**** Records shown ****

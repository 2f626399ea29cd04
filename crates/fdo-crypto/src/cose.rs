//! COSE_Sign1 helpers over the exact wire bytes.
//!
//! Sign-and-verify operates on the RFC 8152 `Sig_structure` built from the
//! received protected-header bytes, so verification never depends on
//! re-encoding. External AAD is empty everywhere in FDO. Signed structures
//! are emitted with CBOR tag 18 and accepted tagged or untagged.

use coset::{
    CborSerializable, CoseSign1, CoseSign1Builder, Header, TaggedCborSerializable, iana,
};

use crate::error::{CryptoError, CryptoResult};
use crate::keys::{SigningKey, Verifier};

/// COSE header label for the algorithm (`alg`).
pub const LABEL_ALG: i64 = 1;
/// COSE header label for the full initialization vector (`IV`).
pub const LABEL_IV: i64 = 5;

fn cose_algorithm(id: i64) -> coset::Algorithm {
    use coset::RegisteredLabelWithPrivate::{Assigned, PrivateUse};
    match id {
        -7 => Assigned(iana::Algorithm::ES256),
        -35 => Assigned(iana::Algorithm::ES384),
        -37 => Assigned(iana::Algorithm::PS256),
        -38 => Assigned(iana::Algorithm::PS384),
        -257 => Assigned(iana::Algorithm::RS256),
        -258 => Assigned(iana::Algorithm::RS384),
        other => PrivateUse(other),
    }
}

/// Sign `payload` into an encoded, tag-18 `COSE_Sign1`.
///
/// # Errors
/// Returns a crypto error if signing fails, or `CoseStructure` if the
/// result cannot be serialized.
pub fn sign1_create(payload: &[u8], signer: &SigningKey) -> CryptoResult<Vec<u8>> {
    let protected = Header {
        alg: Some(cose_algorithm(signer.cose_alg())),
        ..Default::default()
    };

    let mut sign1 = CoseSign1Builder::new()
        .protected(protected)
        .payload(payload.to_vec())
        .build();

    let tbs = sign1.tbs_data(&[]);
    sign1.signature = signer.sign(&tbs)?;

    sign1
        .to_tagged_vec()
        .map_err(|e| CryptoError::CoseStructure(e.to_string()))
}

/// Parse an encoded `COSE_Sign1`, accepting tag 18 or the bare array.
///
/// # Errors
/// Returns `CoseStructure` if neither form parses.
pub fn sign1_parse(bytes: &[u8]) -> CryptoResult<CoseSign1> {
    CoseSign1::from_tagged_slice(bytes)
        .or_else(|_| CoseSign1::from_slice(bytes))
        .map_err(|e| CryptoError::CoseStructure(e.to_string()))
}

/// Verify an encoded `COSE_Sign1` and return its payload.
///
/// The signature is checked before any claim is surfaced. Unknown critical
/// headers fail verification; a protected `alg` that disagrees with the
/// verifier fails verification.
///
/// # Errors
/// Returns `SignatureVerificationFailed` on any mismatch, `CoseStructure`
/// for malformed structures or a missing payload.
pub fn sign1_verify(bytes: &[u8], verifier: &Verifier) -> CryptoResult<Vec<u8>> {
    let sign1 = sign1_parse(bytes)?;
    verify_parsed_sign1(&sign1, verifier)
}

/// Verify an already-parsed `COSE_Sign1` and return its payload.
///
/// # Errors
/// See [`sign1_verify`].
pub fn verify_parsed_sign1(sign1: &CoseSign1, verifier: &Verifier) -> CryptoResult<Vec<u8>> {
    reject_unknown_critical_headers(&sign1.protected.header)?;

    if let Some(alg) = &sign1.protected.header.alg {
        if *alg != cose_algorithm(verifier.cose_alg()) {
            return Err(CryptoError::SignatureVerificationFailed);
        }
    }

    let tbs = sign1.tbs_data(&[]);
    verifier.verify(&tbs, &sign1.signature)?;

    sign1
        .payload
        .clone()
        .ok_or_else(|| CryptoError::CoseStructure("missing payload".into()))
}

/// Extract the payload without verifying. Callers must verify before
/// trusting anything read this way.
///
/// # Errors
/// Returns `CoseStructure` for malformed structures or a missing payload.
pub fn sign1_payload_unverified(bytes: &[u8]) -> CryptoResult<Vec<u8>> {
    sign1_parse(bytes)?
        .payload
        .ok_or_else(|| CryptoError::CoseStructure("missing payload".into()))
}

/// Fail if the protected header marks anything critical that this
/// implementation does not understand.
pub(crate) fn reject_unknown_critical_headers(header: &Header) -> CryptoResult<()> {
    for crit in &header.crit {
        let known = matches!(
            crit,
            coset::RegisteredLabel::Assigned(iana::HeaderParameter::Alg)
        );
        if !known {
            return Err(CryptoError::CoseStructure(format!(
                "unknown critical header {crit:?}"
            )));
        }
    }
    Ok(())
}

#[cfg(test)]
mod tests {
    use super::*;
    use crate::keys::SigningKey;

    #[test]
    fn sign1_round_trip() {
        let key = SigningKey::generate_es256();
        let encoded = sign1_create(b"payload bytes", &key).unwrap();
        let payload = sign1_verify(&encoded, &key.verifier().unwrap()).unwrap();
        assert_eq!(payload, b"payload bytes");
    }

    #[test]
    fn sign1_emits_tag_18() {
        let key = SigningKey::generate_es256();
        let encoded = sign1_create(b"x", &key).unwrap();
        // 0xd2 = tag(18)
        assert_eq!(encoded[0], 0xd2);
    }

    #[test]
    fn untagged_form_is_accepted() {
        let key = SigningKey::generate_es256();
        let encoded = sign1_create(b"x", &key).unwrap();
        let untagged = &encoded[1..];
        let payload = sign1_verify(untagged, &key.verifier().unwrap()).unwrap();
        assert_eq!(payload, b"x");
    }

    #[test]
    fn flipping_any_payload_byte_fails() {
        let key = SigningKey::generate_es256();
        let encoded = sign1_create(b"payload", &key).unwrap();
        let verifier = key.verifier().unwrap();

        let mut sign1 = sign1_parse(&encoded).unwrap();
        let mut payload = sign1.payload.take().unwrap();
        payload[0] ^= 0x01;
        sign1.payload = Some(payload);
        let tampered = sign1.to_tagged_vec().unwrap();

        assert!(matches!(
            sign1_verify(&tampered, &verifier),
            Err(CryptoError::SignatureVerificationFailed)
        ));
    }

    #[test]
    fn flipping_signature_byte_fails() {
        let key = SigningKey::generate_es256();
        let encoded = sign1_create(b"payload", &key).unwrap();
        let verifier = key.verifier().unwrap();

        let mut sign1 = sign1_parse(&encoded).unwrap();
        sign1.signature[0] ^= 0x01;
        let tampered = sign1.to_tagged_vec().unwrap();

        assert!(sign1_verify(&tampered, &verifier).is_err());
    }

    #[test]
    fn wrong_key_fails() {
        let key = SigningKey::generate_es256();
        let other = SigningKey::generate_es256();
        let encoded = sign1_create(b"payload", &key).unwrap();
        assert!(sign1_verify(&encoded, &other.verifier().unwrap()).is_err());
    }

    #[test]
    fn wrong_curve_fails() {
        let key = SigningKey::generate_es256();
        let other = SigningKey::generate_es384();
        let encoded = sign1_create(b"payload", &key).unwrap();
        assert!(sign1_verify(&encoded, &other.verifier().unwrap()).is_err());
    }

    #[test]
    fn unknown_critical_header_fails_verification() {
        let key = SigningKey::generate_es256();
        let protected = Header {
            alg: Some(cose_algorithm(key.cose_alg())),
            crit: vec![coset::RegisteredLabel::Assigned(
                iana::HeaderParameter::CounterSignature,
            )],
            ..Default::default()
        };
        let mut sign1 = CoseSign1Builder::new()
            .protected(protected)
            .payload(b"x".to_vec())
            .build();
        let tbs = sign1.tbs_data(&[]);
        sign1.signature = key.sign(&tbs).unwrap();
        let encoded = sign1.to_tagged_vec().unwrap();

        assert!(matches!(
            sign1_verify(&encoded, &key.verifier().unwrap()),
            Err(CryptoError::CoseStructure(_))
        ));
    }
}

****
**** Records shown ****

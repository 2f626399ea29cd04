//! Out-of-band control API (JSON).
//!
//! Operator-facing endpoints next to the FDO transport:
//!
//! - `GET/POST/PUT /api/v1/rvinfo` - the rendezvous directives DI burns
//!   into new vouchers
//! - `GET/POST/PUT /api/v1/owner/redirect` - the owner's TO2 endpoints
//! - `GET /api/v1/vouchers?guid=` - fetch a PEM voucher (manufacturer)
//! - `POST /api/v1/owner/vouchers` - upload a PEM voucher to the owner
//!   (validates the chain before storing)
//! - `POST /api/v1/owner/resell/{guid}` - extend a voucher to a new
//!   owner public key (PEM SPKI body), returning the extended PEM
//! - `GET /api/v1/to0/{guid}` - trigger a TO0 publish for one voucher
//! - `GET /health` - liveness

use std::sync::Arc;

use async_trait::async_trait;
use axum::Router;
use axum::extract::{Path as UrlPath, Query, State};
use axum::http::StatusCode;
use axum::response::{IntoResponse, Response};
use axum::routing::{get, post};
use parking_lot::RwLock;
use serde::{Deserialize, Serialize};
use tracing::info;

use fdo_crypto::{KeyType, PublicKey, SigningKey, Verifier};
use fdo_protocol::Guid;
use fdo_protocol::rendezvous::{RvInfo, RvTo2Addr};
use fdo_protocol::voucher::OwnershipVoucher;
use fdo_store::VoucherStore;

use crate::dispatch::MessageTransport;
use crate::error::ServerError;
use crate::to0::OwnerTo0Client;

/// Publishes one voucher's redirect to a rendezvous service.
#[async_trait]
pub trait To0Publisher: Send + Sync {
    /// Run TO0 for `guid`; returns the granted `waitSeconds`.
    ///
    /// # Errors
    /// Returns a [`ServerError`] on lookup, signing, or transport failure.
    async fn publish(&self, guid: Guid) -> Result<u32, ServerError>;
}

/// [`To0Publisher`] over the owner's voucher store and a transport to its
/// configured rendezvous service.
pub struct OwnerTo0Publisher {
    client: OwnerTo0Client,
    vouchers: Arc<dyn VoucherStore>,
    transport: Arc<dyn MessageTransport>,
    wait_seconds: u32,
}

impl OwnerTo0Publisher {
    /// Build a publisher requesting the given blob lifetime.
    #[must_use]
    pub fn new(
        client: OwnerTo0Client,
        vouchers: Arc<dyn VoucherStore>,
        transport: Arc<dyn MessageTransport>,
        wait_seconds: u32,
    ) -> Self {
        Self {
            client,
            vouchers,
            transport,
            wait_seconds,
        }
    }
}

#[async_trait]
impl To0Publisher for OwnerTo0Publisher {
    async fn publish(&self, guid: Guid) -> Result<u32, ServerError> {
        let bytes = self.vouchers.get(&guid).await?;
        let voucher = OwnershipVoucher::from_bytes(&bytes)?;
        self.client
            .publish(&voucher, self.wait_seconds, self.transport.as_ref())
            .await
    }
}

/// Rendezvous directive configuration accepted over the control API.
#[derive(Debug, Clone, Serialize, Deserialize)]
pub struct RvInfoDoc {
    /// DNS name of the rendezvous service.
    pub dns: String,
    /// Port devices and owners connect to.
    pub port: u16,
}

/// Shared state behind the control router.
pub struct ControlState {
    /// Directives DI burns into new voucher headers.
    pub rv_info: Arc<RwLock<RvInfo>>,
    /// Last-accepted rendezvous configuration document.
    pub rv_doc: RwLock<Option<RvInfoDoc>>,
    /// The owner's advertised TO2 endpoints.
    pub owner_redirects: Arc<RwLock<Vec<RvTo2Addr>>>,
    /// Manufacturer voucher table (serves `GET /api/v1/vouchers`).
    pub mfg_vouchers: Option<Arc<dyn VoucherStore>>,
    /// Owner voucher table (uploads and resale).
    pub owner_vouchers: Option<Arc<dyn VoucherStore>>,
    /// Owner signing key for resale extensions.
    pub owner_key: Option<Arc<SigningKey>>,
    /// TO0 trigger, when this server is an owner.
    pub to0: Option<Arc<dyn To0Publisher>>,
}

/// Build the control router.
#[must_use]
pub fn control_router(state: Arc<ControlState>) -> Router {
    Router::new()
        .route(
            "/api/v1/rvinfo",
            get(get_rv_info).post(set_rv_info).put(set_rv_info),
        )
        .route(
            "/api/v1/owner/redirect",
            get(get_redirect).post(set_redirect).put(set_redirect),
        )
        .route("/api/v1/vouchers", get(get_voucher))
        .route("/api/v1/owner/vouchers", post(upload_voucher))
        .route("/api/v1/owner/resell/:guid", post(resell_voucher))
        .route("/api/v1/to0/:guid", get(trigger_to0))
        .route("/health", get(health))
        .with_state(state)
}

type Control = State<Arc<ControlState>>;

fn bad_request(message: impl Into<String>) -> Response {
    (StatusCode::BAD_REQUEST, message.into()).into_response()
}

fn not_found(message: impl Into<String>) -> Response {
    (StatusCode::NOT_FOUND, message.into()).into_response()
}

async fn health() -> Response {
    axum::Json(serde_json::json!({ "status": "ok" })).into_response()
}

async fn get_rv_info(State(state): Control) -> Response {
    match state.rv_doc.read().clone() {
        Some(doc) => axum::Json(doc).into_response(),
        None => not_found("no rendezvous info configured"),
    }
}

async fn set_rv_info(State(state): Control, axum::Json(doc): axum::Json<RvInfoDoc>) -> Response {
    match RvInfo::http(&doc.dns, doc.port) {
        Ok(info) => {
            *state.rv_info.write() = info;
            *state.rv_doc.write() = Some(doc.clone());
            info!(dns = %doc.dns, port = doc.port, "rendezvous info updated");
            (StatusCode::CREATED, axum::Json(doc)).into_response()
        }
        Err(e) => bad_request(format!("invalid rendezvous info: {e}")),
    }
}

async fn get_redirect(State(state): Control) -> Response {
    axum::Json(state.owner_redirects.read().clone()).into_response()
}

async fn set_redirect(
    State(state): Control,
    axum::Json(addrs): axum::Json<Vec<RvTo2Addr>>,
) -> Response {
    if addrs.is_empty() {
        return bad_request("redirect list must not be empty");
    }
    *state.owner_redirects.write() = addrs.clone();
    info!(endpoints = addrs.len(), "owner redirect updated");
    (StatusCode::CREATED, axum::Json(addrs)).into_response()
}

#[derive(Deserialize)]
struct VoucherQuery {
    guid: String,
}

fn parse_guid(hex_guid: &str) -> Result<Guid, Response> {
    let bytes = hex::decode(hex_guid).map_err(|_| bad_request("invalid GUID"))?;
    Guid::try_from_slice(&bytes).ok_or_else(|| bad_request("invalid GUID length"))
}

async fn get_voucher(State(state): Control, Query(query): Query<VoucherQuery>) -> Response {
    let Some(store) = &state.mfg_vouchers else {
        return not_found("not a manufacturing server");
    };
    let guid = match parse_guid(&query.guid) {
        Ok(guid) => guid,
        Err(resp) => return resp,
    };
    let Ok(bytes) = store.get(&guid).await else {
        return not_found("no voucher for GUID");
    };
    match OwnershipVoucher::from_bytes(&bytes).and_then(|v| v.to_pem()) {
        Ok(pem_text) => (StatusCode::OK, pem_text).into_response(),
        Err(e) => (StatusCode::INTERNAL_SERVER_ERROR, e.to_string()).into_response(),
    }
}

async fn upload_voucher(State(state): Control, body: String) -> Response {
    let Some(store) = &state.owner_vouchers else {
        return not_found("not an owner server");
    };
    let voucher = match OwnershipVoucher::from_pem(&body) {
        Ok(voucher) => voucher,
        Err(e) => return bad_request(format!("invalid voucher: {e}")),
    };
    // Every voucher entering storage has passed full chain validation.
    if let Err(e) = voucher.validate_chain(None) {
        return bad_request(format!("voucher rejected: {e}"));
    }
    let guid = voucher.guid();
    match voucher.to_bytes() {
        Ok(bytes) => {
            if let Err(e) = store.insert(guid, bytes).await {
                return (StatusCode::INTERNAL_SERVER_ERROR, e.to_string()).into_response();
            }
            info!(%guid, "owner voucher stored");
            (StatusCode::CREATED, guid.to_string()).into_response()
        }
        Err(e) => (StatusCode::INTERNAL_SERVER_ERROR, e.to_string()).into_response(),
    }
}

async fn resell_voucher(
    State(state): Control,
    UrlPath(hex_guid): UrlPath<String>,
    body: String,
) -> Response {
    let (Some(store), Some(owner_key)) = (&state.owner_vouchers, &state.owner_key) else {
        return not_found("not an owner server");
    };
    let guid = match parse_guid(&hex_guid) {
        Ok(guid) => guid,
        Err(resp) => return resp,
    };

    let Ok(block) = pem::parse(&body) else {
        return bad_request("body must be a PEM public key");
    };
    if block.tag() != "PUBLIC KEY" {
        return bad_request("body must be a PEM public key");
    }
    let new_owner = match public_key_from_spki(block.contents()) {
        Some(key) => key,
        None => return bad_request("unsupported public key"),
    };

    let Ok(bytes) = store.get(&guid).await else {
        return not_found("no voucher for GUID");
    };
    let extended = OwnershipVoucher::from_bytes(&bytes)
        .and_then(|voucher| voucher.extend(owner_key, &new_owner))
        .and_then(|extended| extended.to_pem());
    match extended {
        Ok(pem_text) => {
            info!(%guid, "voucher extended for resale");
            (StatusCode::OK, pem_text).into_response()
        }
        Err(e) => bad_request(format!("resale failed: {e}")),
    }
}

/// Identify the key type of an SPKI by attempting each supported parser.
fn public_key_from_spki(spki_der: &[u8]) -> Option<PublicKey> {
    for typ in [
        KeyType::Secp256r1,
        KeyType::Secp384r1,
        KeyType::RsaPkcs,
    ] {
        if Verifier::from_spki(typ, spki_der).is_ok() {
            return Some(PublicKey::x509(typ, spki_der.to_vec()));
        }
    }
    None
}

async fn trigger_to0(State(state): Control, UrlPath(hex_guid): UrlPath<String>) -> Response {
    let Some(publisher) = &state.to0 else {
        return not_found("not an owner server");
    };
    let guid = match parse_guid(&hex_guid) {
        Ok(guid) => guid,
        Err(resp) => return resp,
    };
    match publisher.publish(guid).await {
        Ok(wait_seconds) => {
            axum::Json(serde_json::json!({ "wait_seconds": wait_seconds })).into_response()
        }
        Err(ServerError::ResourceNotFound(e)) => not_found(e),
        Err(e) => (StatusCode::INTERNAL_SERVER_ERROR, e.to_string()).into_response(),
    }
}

****
**** Records shown ****

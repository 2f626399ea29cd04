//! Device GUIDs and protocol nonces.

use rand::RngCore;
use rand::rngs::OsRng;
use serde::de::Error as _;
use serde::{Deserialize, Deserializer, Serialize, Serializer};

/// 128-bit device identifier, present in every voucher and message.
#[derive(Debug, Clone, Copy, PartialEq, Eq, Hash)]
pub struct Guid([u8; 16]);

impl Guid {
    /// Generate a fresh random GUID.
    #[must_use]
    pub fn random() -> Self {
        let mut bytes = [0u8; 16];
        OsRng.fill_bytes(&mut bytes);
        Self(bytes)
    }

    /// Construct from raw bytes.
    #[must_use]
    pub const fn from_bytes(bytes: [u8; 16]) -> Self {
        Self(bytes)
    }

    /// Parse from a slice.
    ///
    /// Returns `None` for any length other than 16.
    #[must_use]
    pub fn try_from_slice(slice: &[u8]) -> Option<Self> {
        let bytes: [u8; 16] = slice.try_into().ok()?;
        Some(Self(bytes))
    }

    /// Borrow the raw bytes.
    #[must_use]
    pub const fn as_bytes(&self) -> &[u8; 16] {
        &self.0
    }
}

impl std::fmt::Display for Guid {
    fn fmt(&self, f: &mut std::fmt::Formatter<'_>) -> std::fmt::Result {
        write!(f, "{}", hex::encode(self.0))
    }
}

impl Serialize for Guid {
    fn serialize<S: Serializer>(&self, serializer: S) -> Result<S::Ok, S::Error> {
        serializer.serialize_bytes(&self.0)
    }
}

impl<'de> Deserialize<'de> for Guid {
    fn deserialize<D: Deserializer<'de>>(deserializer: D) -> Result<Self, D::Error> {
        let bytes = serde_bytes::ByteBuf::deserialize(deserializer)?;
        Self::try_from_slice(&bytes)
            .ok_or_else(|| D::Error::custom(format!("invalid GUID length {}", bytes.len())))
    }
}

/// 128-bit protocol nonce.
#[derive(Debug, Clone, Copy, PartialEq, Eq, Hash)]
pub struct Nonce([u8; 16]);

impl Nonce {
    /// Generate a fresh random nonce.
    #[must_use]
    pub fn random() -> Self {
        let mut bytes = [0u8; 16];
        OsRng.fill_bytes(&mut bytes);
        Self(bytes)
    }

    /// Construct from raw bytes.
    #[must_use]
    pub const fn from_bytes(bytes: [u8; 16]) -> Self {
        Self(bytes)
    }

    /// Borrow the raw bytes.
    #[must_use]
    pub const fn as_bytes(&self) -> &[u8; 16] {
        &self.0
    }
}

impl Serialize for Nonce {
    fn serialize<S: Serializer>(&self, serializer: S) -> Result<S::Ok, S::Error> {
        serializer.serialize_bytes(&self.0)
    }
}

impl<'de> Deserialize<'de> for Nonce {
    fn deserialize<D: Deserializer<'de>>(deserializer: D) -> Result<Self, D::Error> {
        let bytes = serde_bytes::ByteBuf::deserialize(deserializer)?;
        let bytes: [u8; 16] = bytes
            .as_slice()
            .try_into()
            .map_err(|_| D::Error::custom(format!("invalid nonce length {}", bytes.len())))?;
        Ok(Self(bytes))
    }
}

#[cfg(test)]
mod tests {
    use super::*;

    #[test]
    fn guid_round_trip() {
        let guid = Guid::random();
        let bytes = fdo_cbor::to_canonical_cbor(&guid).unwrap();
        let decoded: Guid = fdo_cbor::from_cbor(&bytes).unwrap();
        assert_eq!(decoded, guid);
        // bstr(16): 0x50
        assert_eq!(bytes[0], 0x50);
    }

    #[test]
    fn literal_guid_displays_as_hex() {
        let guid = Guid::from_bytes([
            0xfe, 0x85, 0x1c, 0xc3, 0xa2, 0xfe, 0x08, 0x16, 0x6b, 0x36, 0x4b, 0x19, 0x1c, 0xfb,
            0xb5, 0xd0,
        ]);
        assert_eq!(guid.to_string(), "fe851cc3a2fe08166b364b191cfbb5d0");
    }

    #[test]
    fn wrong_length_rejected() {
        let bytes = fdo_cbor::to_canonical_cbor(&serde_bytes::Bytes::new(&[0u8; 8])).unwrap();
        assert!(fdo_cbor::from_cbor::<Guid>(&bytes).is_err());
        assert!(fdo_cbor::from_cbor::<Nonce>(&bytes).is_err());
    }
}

****

== What the task requires ==
If a line of the data contains "CryptoError", copy it out.

== Finished task ==
use crate::error::{CryptoError, CryptoResult};
        .map_err(|e| CryptoError::CoseStructure(e.to_string()))
        .map_err(|e| CryptoError::CoseStructure(e.to_string()))
            return Err(CryptoError::SignatureVerificationFailed);
        .ok_or_else(|| CryptoError::CoseStructure("missing payload".into()))
        .ok_or_else(|| CryptoError::CoseStructure("missing payload".into()))
            return Err(CryptoError::CoseStructure(format!(
            Err(CryptoError::SignatureVerificationFailed)
            Err(CryptoError::CoseStructure(_))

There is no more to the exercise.